▶ _PROBLEM_:
Write out every line below that contains "struct".

▶ _PROVIDED INFORMATION_:
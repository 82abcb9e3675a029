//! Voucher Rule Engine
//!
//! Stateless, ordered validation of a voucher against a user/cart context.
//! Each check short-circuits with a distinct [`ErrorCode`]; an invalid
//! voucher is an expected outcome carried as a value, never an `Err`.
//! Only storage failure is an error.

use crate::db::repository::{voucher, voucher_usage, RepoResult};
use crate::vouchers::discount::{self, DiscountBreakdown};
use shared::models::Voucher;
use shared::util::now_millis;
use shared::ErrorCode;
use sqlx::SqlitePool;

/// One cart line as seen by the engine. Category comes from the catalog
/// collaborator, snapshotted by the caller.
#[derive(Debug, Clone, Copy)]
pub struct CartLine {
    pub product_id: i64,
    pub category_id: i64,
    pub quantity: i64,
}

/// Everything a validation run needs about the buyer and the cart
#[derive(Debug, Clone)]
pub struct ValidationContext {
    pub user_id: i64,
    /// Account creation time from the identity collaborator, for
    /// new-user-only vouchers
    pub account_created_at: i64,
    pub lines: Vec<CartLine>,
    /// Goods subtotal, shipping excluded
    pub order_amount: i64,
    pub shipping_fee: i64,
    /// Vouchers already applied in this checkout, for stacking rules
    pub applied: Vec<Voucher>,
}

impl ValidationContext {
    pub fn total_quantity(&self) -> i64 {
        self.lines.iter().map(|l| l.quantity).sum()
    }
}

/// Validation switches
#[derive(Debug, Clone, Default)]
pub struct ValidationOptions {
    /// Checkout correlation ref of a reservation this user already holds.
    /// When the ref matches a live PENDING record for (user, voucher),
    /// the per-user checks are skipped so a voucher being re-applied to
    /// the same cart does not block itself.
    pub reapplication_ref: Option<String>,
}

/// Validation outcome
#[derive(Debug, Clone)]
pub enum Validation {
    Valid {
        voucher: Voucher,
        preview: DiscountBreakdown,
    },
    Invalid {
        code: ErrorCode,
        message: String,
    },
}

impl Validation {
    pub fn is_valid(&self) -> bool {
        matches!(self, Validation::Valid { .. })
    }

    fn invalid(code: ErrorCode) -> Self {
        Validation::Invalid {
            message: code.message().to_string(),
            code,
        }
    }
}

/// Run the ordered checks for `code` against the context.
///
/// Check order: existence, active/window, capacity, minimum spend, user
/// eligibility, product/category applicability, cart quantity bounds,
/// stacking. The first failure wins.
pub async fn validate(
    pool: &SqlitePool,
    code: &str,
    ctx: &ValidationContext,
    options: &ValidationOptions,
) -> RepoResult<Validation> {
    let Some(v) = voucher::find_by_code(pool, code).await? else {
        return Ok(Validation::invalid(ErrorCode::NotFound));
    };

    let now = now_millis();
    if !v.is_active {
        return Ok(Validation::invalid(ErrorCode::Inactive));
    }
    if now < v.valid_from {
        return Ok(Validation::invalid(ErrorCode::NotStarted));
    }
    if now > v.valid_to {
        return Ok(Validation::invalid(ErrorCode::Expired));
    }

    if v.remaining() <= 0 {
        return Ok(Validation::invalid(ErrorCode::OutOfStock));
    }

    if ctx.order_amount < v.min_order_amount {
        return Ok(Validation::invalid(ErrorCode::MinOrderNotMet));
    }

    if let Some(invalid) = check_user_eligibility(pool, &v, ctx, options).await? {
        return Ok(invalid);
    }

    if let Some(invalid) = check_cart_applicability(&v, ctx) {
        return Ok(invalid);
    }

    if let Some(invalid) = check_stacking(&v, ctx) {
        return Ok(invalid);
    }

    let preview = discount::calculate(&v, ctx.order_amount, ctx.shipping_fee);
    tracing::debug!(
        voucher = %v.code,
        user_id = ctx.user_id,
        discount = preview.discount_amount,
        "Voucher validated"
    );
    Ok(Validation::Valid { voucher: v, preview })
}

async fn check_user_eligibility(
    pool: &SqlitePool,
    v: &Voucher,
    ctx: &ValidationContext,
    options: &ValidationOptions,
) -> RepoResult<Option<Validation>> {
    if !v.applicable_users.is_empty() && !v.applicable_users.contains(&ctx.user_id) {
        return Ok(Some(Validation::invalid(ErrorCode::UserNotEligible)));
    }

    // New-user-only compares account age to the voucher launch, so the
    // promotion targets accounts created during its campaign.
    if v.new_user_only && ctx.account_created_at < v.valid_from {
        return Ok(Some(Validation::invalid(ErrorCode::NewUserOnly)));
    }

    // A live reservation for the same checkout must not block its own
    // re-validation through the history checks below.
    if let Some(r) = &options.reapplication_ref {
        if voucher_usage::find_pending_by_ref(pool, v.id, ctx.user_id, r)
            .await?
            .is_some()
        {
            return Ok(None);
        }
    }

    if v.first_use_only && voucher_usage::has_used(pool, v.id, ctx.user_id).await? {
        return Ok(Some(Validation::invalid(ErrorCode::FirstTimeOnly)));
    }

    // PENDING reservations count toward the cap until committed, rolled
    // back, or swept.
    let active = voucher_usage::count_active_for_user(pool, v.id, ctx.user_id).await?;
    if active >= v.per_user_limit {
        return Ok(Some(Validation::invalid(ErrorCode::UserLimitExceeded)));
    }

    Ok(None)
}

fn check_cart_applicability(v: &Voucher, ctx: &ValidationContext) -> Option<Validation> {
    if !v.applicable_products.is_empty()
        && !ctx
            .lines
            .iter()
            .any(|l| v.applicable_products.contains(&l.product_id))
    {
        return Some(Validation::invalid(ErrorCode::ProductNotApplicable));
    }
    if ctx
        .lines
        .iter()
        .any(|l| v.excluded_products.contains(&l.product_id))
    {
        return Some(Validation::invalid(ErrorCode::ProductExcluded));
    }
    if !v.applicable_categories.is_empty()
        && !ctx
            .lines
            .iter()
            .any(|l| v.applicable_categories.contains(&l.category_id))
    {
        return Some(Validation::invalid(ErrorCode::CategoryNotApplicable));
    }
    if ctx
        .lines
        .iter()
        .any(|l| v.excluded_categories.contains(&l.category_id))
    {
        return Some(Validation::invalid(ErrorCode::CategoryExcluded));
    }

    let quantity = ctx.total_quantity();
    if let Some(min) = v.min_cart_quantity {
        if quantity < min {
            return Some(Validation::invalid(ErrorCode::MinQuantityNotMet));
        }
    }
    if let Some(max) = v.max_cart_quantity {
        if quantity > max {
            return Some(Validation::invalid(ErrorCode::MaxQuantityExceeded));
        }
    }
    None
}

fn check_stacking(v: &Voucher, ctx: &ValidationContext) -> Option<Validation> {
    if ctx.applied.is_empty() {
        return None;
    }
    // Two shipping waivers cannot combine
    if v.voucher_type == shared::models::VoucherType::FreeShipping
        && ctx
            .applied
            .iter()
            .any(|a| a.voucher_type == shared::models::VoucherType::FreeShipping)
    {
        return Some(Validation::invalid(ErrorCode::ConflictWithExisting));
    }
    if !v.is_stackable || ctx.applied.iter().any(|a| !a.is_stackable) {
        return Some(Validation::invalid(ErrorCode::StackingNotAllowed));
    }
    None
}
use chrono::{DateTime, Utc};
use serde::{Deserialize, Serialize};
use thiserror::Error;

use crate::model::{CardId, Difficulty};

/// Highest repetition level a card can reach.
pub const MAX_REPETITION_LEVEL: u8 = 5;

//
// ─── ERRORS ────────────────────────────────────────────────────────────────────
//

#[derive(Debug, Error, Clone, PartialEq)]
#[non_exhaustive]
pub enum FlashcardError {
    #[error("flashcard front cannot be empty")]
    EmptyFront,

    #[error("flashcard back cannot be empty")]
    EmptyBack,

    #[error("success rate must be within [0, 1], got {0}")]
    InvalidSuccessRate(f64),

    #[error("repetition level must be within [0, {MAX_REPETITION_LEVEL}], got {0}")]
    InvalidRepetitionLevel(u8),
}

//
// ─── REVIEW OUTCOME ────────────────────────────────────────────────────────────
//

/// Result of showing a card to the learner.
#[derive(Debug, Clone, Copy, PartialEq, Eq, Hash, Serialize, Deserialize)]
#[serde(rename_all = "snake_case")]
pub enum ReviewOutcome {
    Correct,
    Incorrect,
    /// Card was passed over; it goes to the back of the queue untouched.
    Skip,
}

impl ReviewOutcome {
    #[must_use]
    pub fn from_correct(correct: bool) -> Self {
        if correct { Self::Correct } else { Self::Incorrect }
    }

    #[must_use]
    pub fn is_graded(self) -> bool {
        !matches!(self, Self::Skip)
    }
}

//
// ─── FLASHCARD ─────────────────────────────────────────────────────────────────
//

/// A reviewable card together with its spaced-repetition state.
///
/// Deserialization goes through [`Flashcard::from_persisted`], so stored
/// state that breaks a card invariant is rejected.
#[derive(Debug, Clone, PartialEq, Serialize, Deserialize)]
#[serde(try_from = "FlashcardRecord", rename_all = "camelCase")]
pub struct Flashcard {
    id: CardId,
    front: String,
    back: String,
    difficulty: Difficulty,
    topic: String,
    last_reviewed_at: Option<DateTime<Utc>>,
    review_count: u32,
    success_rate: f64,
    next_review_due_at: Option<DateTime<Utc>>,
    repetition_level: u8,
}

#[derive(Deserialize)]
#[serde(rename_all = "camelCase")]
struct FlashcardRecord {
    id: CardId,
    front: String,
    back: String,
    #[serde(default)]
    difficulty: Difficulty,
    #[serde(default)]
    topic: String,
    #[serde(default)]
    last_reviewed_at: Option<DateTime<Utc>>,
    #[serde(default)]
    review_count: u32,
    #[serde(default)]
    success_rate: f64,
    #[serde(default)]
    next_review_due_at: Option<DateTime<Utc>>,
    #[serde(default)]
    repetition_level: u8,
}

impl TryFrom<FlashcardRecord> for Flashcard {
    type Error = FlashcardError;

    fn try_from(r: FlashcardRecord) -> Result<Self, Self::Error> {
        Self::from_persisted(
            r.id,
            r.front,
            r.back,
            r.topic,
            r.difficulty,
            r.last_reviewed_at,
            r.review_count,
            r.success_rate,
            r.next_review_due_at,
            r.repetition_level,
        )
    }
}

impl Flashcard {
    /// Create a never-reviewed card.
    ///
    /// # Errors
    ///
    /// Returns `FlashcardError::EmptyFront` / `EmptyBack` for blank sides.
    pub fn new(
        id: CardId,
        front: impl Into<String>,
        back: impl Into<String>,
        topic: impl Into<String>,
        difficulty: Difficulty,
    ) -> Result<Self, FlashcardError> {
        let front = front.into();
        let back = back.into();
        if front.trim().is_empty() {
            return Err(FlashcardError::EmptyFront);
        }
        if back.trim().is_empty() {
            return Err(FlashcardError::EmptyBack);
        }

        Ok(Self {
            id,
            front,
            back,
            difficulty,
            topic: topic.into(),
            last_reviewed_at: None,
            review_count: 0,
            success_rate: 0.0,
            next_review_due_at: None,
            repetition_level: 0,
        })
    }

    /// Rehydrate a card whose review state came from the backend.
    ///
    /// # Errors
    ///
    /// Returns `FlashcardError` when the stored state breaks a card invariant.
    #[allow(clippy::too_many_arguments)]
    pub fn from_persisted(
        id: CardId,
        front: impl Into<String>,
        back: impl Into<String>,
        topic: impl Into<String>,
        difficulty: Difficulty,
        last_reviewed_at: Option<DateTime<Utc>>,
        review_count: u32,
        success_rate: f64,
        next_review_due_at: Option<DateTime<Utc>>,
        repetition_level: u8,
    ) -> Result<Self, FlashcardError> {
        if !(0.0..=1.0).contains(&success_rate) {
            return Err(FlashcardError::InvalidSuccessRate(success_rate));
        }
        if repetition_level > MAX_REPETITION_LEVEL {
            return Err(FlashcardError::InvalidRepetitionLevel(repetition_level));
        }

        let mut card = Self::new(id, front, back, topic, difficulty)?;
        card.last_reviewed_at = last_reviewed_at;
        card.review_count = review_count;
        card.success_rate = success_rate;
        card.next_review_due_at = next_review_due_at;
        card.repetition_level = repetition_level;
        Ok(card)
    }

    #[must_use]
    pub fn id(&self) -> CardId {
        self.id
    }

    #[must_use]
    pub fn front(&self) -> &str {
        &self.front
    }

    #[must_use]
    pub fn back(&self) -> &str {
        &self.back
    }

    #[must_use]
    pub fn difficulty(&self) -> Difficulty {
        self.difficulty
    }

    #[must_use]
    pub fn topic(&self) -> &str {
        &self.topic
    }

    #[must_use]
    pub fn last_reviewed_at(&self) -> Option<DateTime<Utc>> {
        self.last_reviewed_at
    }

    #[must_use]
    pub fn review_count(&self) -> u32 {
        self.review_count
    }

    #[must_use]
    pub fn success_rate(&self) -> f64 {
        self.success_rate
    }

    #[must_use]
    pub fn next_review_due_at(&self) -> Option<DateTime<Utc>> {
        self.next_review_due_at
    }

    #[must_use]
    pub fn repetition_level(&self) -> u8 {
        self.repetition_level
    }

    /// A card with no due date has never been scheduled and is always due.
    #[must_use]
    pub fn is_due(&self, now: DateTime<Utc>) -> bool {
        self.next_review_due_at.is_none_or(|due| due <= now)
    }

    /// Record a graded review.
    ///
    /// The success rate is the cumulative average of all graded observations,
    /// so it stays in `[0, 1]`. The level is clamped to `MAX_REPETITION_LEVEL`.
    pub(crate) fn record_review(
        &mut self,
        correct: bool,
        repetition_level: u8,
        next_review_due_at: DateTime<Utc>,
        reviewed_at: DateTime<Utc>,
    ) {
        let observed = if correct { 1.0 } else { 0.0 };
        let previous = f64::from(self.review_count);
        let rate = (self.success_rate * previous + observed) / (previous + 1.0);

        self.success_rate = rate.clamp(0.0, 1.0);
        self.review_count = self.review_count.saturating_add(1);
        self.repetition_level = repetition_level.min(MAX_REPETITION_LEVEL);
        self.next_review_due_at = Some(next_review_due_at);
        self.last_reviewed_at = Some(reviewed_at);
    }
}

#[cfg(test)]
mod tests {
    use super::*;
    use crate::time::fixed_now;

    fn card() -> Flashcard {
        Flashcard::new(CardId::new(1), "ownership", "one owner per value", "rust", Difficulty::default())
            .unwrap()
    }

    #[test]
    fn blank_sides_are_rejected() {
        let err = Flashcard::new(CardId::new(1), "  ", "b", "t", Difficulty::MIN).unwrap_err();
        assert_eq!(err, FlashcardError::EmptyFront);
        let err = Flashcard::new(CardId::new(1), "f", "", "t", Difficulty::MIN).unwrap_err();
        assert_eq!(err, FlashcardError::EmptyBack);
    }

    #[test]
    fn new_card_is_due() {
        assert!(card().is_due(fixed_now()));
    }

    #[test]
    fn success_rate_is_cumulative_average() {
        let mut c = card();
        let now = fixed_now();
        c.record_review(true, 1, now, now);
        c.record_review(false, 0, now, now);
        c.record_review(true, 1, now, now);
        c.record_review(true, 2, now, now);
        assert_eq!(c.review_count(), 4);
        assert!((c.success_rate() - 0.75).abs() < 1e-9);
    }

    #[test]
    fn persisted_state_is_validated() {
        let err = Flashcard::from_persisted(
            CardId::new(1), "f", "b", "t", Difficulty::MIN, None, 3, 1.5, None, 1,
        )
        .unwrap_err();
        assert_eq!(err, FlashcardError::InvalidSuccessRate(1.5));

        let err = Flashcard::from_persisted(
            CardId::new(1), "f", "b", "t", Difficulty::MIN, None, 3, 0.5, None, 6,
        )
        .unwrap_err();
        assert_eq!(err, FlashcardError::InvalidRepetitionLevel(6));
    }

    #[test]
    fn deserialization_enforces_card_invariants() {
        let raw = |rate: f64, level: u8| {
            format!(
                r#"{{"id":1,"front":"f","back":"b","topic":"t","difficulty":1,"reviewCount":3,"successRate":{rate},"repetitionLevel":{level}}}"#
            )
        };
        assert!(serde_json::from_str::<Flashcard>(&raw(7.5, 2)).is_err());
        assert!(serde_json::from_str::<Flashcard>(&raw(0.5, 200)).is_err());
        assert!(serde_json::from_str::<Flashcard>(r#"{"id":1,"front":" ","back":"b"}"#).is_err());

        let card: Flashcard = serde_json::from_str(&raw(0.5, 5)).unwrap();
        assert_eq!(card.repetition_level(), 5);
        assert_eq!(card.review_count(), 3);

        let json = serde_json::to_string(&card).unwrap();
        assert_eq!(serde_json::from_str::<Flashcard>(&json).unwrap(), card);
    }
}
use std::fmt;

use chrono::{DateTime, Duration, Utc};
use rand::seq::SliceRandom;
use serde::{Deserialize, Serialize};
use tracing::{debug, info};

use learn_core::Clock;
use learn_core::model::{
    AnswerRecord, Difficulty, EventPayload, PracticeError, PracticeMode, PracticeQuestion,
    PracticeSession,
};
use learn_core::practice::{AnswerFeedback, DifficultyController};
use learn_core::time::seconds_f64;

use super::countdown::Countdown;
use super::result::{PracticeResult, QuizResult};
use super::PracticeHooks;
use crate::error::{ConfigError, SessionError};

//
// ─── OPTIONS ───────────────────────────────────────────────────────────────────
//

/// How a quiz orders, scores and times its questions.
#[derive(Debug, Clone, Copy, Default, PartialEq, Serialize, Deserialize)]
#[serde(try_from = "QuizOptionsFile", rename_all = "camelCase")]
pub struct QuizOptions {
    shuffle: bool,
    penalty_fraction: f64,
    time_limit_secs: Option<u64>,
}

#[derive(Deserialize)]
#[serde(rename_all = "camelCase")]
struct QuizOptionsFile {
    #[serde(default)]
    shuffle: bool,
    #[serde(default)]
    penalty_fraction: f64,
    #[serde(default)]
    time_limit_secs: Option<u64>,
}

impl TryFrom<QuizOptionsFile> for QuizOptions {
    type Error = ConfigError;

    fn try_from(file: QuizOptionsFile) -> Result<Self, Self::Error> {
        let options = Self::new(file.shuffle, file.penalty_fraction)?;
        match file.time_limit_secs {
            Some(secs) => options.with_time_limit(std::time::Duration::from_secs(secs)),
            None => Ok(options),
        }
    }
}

▶ _RESPONSE TO THIS TASK_:
pub struct CartLine {
pub struct ValidationContext {
pub struct ValidationOptions {
pub struct Flashcard {
struct FlashcardRecord {
pub struct QuizOptions {
struct QuizOptionsFile {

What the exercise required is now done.